Cbanc Network Inc. is aspiring to be the Facebook, and Craigslist of the community banking world.

The company operates a social networking Web site that bankers can use to trade tips, post and read reviews of vendors, share documents and solicit advice. It said last week that it expects to unveil several major enhancements in the next few months.

A growing number of financial companies and software providers are offering similar online services, but cbanc, a unit of the banking technology provider CBG Holdings Inc. of Austin, said interest in its community-bank-oriented site has surged this year.

Users say trading information through the site can help community bankers learn from peers all over the country, but without sharing competitive secrets with local rivals.

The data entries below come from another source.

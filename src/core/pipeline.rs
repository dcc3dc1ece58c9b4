//! Utterance pipeline
//!
//! Owns the outbound service clients and the session registry, and runs the
//! fixed chain for one utterance: transcription, relay to the automation and,
//! when the relay fails, a spoken apology. Replies that come back through the
//! intake endpoint are synthesized here as well.
//!
//! Every step resolves the session through the registry right before sending,
//! so a client that disconnected mid-flight simply receives nothing.

use std::sync::Arc;
use std::time::Duration;

use reqwest::Client;
use tracing::{debug, error, info, warn};

use crate::config::ServerConfig;
use crate::core::automation::{AutomationRelay, RelayOutcome, SkipReason};
use crate::core::session::{ErrorSource, OutgoingMessage, SessionRegistry, Utterance};
use crate::core::stt::TranscriptionClient;
use crate::core::tts::{ReplyKind, SpeechSynthesizer, SynthesisError, relay_speech};

/// What happened to a reply handed over by the automation
#[derive(Debug, Clone, Copy, PartialEq, Eq)]
pub enum ReplyDispatch {
    /// No open session with that id
    Disconnected,
    /// Synthesis started; audio is being relayed in the background
    Streaming,
}

pub struct VoicePipeline {
    sessions: Arc<SessionRegistry>,
    transcriber: TranscriptionClient,
    automation: AutomationRelay,
    synthesizer: SpeechSynthesizer,
    tts_reply_timeout: Duration,
    tts_fallback_timeout: Duration,
}

impl VoicePipeline {
    pub fn new(
        sessions: Arc<SessionRegistry>,
        transcriber: TranscriptionClient,
        automation: AutomationRelay,
        synthesizer: SpeechSynthesizer,
        tts_reply_timeout: Duration,
        tts_fallback_timeout: Duration,
    ) -> Self {
        Self {
            sessions,
            transcriber,
            automation,
            synthesizer,
            tts_reply_timeout,
            tts_fallback_timeout,
        }
    }

    /// Build the pipeline and its HTTP client from configuration
    ///
    /// All three services share one connection pool.
    pub fn from_config(
        config: &ServerConfig,
        sessions: Arc<SessionRegistry>,
    ) -> Result<Self, reqwest::Error> {
        let http = Client::builder()
            .danger_accept_invalid_certs(config.allow_insecure_tls)
            .build()?;

        if config.allow_insecure_tls {
            warn!("Outbound TLS certificate verification is disabled");
        }

        Ok(Self::new(
            sessions,
            TranscriptionClient::new(
                http.clone(),
                config.stt_url.clone(),
                config.audio_temp_dir.clone(),
                config.timeouts.stt,
            ),
            AutomationRelay::new(
                http.clone(),
                config.automation_webhook_url.clone(),
                config.timeouts.automation,
            ),
            SpeechSynthesizer::new(http, config.tts_url.clone()),
            config.timeouts.tts_reply,
            config.timeouts.tts_fallback,
        ))
    }

    pub fn sessions(&self) -> &Arc<SessionRegistry> {
        &self.sessions
    }

    /// Run one finalized utterance through the chain
    ///
    /// The session accepts new audio again once this returns and the
    /// utterance is dropped.
    pub async fn process_utterance(&self, session_id: &str, utterance: Utterance) {
        info!(session_id = %session_id, bytes = utterance.audio().len(), "Processing utterance");

        let transcript = match self
            .transcriber
            .transcribe(session_id, utterance.audio())
            .await
        {
            Ok(Some(text)) => text,
            Ok(None) => {
                info!(session_id = %session_id, "No speech detected");
                self.notify(session_id, OutgoingMessage::no_speech_detected())
                    .await;
                return;
            }
            Err(e) => {
                error!(session_id = %session_id, "STT processing failed: {}", e);
                self.notify(
                    session_id,
                    OutgoingMessage::error(ErrorSource::Stt, format!("STT processing failed: {e}")),
                )
                .await;
                return;
            }
        };

        info!(session_id = %session_id, transcript = %transcript, "Transcription received");

        match self.automation.forward(session_id, &transcript).await {
            Ok(RelayOutcome::Delivered) => {
                debug!(session_id = %session_id, "Awaiting automation reply");
            }
            Ok(RelayOutcome::Skipped(SkipReason::NotConfigured)) => {
                warn!(
                    session_id = %session_id,
                    "Automation webhook URL not configured, transcript not relayed"
                );
            }
            Ok(RelayOutcome::Skipped(SkipReason::EmptyTranscript)) => {
                debug!(session_id = %session_id, "Empty transcript not relayed");
            }
            Err(e) => {
                warn!(session_id = %session_id, "Automation relay failed: {}", e);
                self.send_fallback(session_id, &e.apology(&transcript)).await;
            }
        }
    }

    /// Deliver a locally generated reply as text, then as speech
    ///
    /// Returns once the TTS response head is in; the audio body is relayed
    /// by a background task so the session can buffer new audio meanwhile.
    /// Failures here are reported to the client and logged; there is no
    /// further fallback.
    pub async fn send_fallback(&self, session_id: &str, text: &str) {
        let Some(session) = self.sessions.lookup(session_id) else {
            debug!(session_id = %session_id, "Session gone, dropping fallback reply");
            return;
        };

        if let Err(e) = session.send(OutgoingMessage::direct_response(text)).await {
            debug!(session_id = %session_id, "Dropping fallback reply: {}", e);
            return;
        }

        match self
            .synthesizer
            .request(text, self.tts_fallback_timeout)
            .await
        {
            Ok(pending) => {
                let text = text.to_string();
                tokio::spawn(async move {
                    relay_speech(&session, pending, &text, ReplyKind::Fallback).await;
                });
            }
            Err(e) => {
                error!(session_id = %session_id, "Fallback synthesis failed: {}", e);
                let message = OutgoingMessage::error(
                    ErrorSource::Direct,
                    format!("Error sending direct message: {e}"),
                );
                if let Err(e) = session.send(message).await {
                    debug!(session_id = %session_id, "Dropping error frame: {}", e);
                }
            }
        }
    }

    /// Synthesize an automation reply for a session
    ///
    /// Returns once the TTS response head is in; the audio body is relayed
    /// by a background task. A failure before any audio is streamed is
    /// reported to the client and returned to the caller.
    pub async fn start_reply(
        &self,
        session_id: &str,
        text: &str,
    ) -> Result<ReplyDispatch, SynthesisError> {
        let Some(session) = self.sessions.lookup(session_id) else {
            info!(session_id = %session_id, "Reply for disconnected session dropped");
            return Ok(ReplyDispatch::Disconnected);
        };

        let pending = match self.synthesizer.request(text, self.tts_reply_timeout).await {
            Ok(pending) => pending,
            Err(e) => {
                error!(session_id = %session_id, "TTS processing failed: {}", e);
                let message =
                    OutgoingMessage::error(ErrorSource::Tts, format!("TTS processing failed: {e}"));
                if let Err(e) = session.send(message).await {
                    debug!(session_id = %session_id, "Dropping error frame: {}", e);
                }
                return Err(e);
            }
        };

        debug!(
            session_id = %session_id,
            content_type = pending.content_type().unwrap_or("none"),
            "TTS response started"
        );

        let text = text.to_string();
        tokio::spawn(async move {
            relay_speech(&session, pending, &text, ReplyKind::Automation).await;
        });

        Ok(ReplyDispatch::Streaming)
    }

    /// Forget a session and purge its leftover temp artifacts
    ///
    /// Safe to call more than once.
    pub async fn teardown_session(&self, session_id: &str) {
        self.sessions.remove(session_id);
        self.transcriber.purge_session_artifacts(session_id).await;
    }

    async fn notify(&self, session_id: &str, message: OutgoingMessage) {
        let Some(session) = self.sessions.lookup(session_id) else {
            debug!(session_id = %session_id, "Session gone, dropping notification");
            return;
        };
        if let Err(e) = session.send(message).await {
            debug!(session_id = %session_id, "Dropping notification: {}", e);
        }
    }
}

"Traditionally we would call the two or three local banks that we know and say, 'Hey, what are you using?' " when evaluating a vendor, said Steve Vawser, the remote deposit merchant services representative for Farmers National Bank in Buhl, Idaho. "This allows us to get so much more."

Farmers has been using the cbanc site for six months, and Vawser said it has helped him refine Farmers National's remote deposit contracts with clients. For example, Vawser downloaded another company's contract that had specific details on image-quality requirements and later decided to include similar specifications in Farmers' client agreements.

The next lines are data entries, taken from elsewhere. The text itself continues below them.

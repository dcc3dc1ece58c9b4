//! Client sessions: wire protocol, live registry and utterance buffering

pub mod buffer;
pub mod messages;
pub mod registry;

pub use buffer::{BufferState, PushOutcome, Utterance, UtteranceBuffer};
pub use messages::{
    ErrorSource, IncomingMessage, MAX_CONTROL_MESSAGE_SIZE, MessageRoute, OutgoingMessage,
    ProtocolError,
};
pub use registry::{SessionClosed, SessionHandle, SessionRegistry};
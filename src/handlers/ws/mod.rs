//! Voice WebSocket gateway
//!
//! See [`crate::core::session::messages`] for the wire protocol.

mod handler;
pub mod session;

pub use handler::ws_voice_handler;
pub use session::{SessionEnd, UtteranceCallback, drive_session};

Myers Dupuy, cbanc's president, said his company is signing up four to seven new participants each week, and the amount of data on his site is growing as a result.

Fifteen beta users tested it last summer, it went live in July, and as of last week 70 banks were enrolled. The name cbanc is short for "collaborative banking network," Dupuy said.

Many of the site's features, such as a question-and-answer section and the contract management tools, were added in recent weeks.

In January there were 167 vendor reviews on the site, and as of last week there were about 310, Dupuy said. "They've almost doubled in a two-month period."

The service is targeted squarely at community institutions, he said. "Each of them has their own little niche knowledge … this definitely is a community FI play."

Bankers wary of sharing their strategic goals with regional rivals can choose to hide the data they provide from other users in the same area.

Banks pay an annual membership fee. Companies that enroll before the end of June will pay $250 for the first year and $1,500 for the second, plus a one-time setup charge of $100, according to cbanc's pricing schedule. The rates will increase over the next few years, as more content is expected to become available. By mid-2011 cbanc will cost $2,500 a year.

Franklin Weber, the cashier and a vice president of State National Bank of Big Spring in Texas said these rates are appropriate given the Web site's current state and its anticipated growth. "The pricing probably reflects the available content right now," he said.

Weber said that cbanc modernizes the types of intellectual exchanges that are already taking place between bankers.

"Rather than having to call 10 people who were at a compliance school I went to three years ago who may or may not be in the business anymore, this would be my first choice," he said.

State National has been using cbanc for about a month, and Weber said the Web site would have been very useful when the company set up its remote deposit program a few months earlier.

"We've already purchased from a vendor the kind of policies and procedures" needed "to get us set up so we didn't have to write it," he said. But if State National had been able to download similar documents from cbanc instead, it "would have probably saved us $400 to $500 right off the bat."

In addition to exchanging documents, bankers can rate vendors, and in the next few months cbanc plans to let vendors read anonymized versions of their clients' reviews. And in response to user requests, cbanc expects to introduce soon an online marketplace for selling various goods, such as branch furniture.

All of this is driven by a virtual currency system. To download contracts and other documents, bankers must spend a certain number of points, which they earn through such activities as writing vendor reviews or offering their own documents to others.

"We're sharing the stuff that we've already invested time in," Weber said. "If we share it" on cbanc, the bank earns "a return on that stagnant product."

Cbanc's parent, CBG, owns the bank technology companies Q2 Software Inc. and Cardinal Software Inc. It is not the first to create a social Web site for bankers; S1 Corp. and the Society for Worldwide Interbank Financial Telecommunication also operate social networking sites for bankers, and some banks, including Bank of America Corp., have developed similar sites for small businesses.

Rodney Nelsestuen, a senior research director at TowerGroup Inc., an independent research firm owned by MasterCard Inc., said the banking industry is becoming more intrigued with social networking. This is "the direction we're seeing the industry" headed.

The virtual currency that facilitates the exchange of ideas is "a creative application of an idea that's been around since before money," he said, creating what is essentially "a barter economy" for community banking knowledge.

Whether cbanc succeeds depends on the company's commitment to the Web site, since it cannot rely on its users to sustain the site on their own. He predicted that cbanc will likely suffer from the "80/20 rule," in which the majority of the content is created by the minority of users.

"I think it has some potential, but unless the sponsors of this site have a serious bent to continue to migrate this to better, deeper, higher quality over time," he said, "It's going to come down to a handful of users."

Corrected April 21, 2009 at 7:34PM: An earlier version of this story misspelled the name of cbanc Network Inc. An editing error was to blame.